美国布莱根妇女医院Karen Cichowski团队近期取得重要工作进展，他们研究提出，AKT和EZH2抑制剂通过劫持癌变机制杀死三阴性乳腺癌（TNBC）细胞。相关研究成果2024年10月9日在线发表于《自然》杂志上。

据介绍，三阴性乳腺癌（TNBC）是最具侵袭性的癌症亚型，复发率最高。晚期TNBC的主要护理标准是全身化疗加或不加免疫治疗；然而，反应通常是短暂的。因此，迫切需要开发更有效的治疗方法。PI3K通路的组成部分代表了可能的治疗靶点；超过70%的TNBC具有PIK3CA、AKT1或PTEN的改变。然而，与激素受体阳性肿瘤相比，目前尚不清楚三阴性疾病是否或如何对PI3K通路抑制剂产生反应。

研究人员描述了一种有前景的基于AKT抑制剂的TNBC治疗组合。研究人员表明AKT抑制剂与抑制组蛋白甲基转移酶EZH2的药物协同作用，并在体内多种TNBC模型中促进肿瘤的稳健消退。

AKT和EZH2抑制剂通过首先协同驱动基底样TNBC细胞，进入更分化的管腔样状态来发挥这些作用，而单独使用任何一种药物都无法有效诱导这种状态。一旦TNBC被分化，这些药物就会通过劫持通常驱动乳腺退化的信号来杀死它们。使用机器学习方法，研究人员开发了一个可用于预测灵敏度的分类器。

总之，这一研究为高度侵袭性的肿瘤类型确定了一种有前景的治疗策略，并说明了表观遗传酶的失调如何使肿瘤免受致癌易感性的影响。这一研究结果还揭示了，如何利用发育中的组织特异性细胞死亡途径来获得治疗益处。

附：英文原文

Title: AKT and EZH2 inhibitors kill TNBCs by hijacking mechanisms of involution

Author: Schade, Amy E., Perurena, Naiara, Yang, Yoona, Rodriguez, Carrie L., Krishnan, Anjana, Gardner, Alycia, Loi, Patrick, Xu, Yilin, Nguyen, Van T. M., Mastellone, G. M., Pilla, Natalie F., Watanabe, Marina, Ota, Keiichi, Davis, Rachel A., Mattioli, Kaia, Xiang, Dongxi, Zoeller, Jason J., Lin, Jia-Ren, Morganti, Stefania, Garrido-Castro, Ana C., Tolaney, Sara M., Li, Zhe, Barbie, David A., Sorger, Peter K., Helin, Kristian, Santagata, Sandro, Knott, Simon R. V., Cichowski, Karen

Issue&Volume: 2024-10-09

Abstract: Triple-negative breast cancer (TNBC) is the most aggressive breast cancer subtype and has the highest rate of recurrence1. The predominant standard of care for advanced TNBC is systemic chemotherapy with or without immunotherapy; however, responses are typically short lived1,2. Thus, there is an urgent need to develop more effective treatments.
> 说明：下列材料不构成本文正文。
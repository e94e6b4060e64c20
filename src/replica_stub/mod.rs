mod replica_stub;
mod service;

pub(crate) use replica_stub::ReplicaStub;
pub(crate) use replica_stub::ReplicaStubConfig;
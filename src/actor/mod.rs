mod client;
mod event;
mod replica_actor;

pub(crate) use client::ActorClient;
pub(crate) use client::ActorExited;
pub(crate) use client::WeakActorClient;
pub(crate) use event::Callback;
pub(crate) use event::Event;
pub(crate) use replica_actor::ReplicaActor;
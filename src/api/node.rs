use crate::api::options::{ReplicationOptions, ReplicationOptionsValidated};
use crate::common::{AppInfo, Decree, Gpid, NodeAddress, UpdateRecord};
use crate::replica::{
    CheckpointError, CheckpointMetadata, ClientReadError, ClientReadInput, ClientReadOutput, ClientWriteError,
    ClientWriteInput, ClientWriteOutput, OpenReplicaError, ReplicaStateSnapshot, RestoreError,
};
use crate::replica_stub::{ReplicaStub, ReplicaStubConfig};
use crate::server::{RpcServer, RpcServerHandle};
use crate::storage::StorageEngineRegistry;
use crate::transport::{GrpcTransport, InProcessNetwork, MetaServerClient, ReplicaService, ReplicaTransport};
use bytes::Bytes;
use std::collections::BTreeMap;
use std::convert::TryFrom;
use std::net::SocketAddr;
use std::path::{Path, PathBuf};
use std::sync::{Arc, Weak};
use std::time::Duration;

/// How a node reaches its peers.
pub enum NodeTransport {
    /// Peers live in the same process and share `network`.
    InProcess(Arc<InProcessNetwork>),
    /// Peers are reached over gRPC at their `host:port` address, and this node serves on
    /// `listen_addr`.
    Grpc { listen_addr: SocketAddr, rpc_timeout: Duration },
}

pub struct ReplicaNodeConfig {
    /// How peers and the meta server address this node.
    pub address: NodeAddress,
    /// Directory holding the shared log and one directory per replica.
    pub root_dir: PathBuf,
    pub info_logger: slog::Logger,
    pub options: ReplicationOptions,
    pub transport: NodeTransport,
    pub meta: Arc<dyn MetaServerClient>,
    /// Engines this node can host. Defaults to the built-in ones.
    pub engines: Option<StorageEngineRegistry>,
}

#[derive(Debug, thiserror::Error)]
pub enum NodeCreationError {
    #[error("Illegal options for configuring node: {0}")]
    IllegalOptions(String),
    #[error("Failed to open node: {0}")]
    Open(#[from] OpenReplicaError),
    #[error("Address {0} is already taken on the in-process network")]
    AddressInUse(NodeAddress),
}

pub async fn try_create_node(config: ReplicaNodeConfig) -> Result<ReplicaNode, NodeCreationError> {
    let root_logger = config
        .info_logger
        .new(slog::o!("Node" => config.address.to_string()));

    let options = ReplicationOptionsValidated::try_from(config.options)
        .map_err(|e| NodeCreationError::IllegalOptions(e.to_string()))?;

    let (transport, network): (Arc<dyn ReplicaTransport>, _) = match &config.transport {
        NodeTransport::InProcess(network) => {
            if network.is_registered(&config.address) {
                return Err(NodeCreationError::AddressInUse(config.address));
            }
            (network.clone(), Some(network.clone()))
        }
        NodeTransport::Grpc { rpc_timeout, .. } => (
            Arc::new(GrpcTransport::new(root_logger.clone(), *rpc_timeout)),
            None,
        ),
    };

    let stub = ReplicaStub::open(ReplicaStubConfig {
        logger: root_logger.clone(),
        address: config.address.clone(),
        root_dir: config.root_dir,
        options,
        transport,
        meta: config.meta,
        engines: config
            .engines
            .unwrap_or_else(StorageEngineRegistry::with_builtin_engines),
    })?;

    if let Some(network) = network.as_ref() {
        let service: Arc<dyn ReplicaService> = stub.clone();
        let weak: Weak<dyn ReplicaService> = Arc::downgrade(&service);
        network.register(config.address.clone(), weak);
    }

    let server = match config.transport {
        NodeTransport::Grpc { listen_addr, .. } => {
            Some(RpcServer::new(root_logger.clone(), stub.clone()).spawn(listen_addr))
        }
        NodeTransport::InProcess(_) => None,
    };

    stub.spawn_shared_log_gc();

    Ok(ReplicaNode {
        logger: root_logger,
        stub,
        network,
        server,
    })
}

/// ReplicaNode is a running replica server. Dropping it stops serving peers; `shutdown` also
/// closes every hosted replica.
pub struct ReplicaNode {
    logger: slog::Logger,
    stub: Arc<ReplicaStub>,
    network: Option<Arc<InProcessNetwork>>,
    server: Option<RpcServerHandle>,
}

impl ReplicaNode {
    pub fn address(&self) -> &NodeAddress {
        self.stub.address()
    }

    /// Every replica this node hosts, sorted by gpid.
    pub fn replicas(&self) -> Vec<Gpid> {
        self.stub.replicas()
    }

    /// Creates an empty, inactive replica. It becomes active once the meta server hands it a
    /// configuration.
    pub fn create_replica(&self, app_info: AppInfo, gpid: Gpid) -> Result<(), OpenReplicaError> {
        self.stub.create_new_replica(app_info, gpid).map(|_| ())
    }

    pub async fn client_write(
        &self,
        gpid: Gpid,
        updates: Vec<UpdateRecord>,
    ) -> Result<ClientWriteOutput, ClientWriteError> {
        let replica = self
            .stub
            .replica_client(gpid)
            .ok_or(ClientWriteError::ReplicaNotFound(gpid))?;
        replica.client_write(ClientWriteInput { updates }).await
    }

    /// Reads from the primary.
    pub async fn client_read(&self, gpid: Gpid, key: Bytes) -> Result<ClientReadOutput, ClientReadError> {
        let replica = self
            .stub
            .replica_client(gpid)
            .ok_or(ClientReadError::ReplicaNotFound(gpid))?;
        replica.client_read(ClientReadInput { key }).await
    }

    /// Reads whatever this replica has applied, regardless of its status.
    pub async fn local_read(&self, gpid: Gpid, key: Bytes) -> Result<ClientReadOutput, ClientReadError> {
        let replica = self
            .stub
            .replica_client(gpid)
            .ok_or(ClientReadError::ReplicaNotFound(gpid))?;
        replica.local_read(ClientReadInput { key }).await
    }

    pub async fn query_replica_state(&self, gpid: Gpid) -> Option<ReplicaStateSnapshot> {
        let replica = self.stub.replica_client(gpid)?;
        replica.query_state().await.ok()
    }

    /// Copies the latest checkpoint of `gpid` into `dir`, next to a `backup_metadata` file.
    pub async fn backup_checkpoint(&self, gpid: Gpid, dir: &Path) -> Result<CheckpointMetadata, CheckpointError> {
        let replica = self
            .stub
            .replica_client(gpid)
            .ok_or(CheckpointError::ReplicaNotFound(gpid))?;
        replica.backup_checkpoint(dir.to_path_buf()).await
    }

    /// Creates `gpid` from a backup made by `backup_checkpoint`. Returns the restored decree.
    pub fn restore_replica(&self, app_info: AppInfo, gpid: Gpid, backup_dir: &Path) -> Result<Decree, RestoreError> {
        self.stub.restore_replica(app_info, gpid, backup_dir)
    }

    /// Pushes app environments to every local replica of `app_id`.
    pub async fn apply_envs(&self, app_id: i32, envs: BTreeMap<String, String>) {
        self.stub.apply_envs(app_id, envs).await
    }

    /// Returns false if the replica was not hosted.
    pub async fn close_replica(&self, gpid: Gpid) -> bool {
        self.stub.close_replica(gpid).await
    }

    /// Returns the number of shared log files removed.
    pub async fn garbage_collect_shared_log(&self) -> usize {
        self.stub.garbage_collect_shared_log().await
    }

    /// Stops serving peers, closes every replica and waits for their logs to be written. Data
    /// stays on disk, so a node created over the same directory reopens them.
    pub async fn shutdown(mut self) {
        if let Some(network) = self.network.take() {
            network.deregister(self.stub.address());
        }
        if let Some(server) = self.server.take() {
            server.stop().await;
        }
        self.stub.shutdown().await;
        slog::info!(self.logger, "Replica node stopped");
    }
}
Components of the PI3K pathway represent plausible therapeutic targets; more than 70% of TNBCs have alterations in PIK3CA, AKT1 or PTEN3,4,5,6. However, in contrast to hormone-receptor-positive tumours, it is still unclear whether or how triple-negative disease will respond to PI3K pathway inhibitors7. Here we describe a promising AKT-inhibitor-based therapeutic combination for TNBC. Specifically, we show that AKT inhibitors synergize with agents that suppress the histone methyltransferase EZH2 and promote robust tumour regression in multiple TNBC models in vivo. AKT and EZH2 inhibitors exert these effects by first cooperatively driving basal-like TNBC cells into a more differentiated, luminal-like state, which cannot be effectively induced by either agent alone. Once TNBCs are differentiated, these agents kill them by hijacking signals that normally drive mammary gland involution. Using a machine learning approach, we developed a classifier that can be used to predict sensitivity. Together, these findings identify a promising therapeutic strategy for this highly aggressive tumour type and illustrate how deregulated epigenetic enzymes can insulate tumours from oncogenic vulnerabilities. These studies also reveal how developmental tissue-specific cell death pathways may be co-opted for therapeutic benefit.

DOI: 10.1038/s41586-024-08031-6

Source: https://www.nature.com/articles/s41586-024-08031-6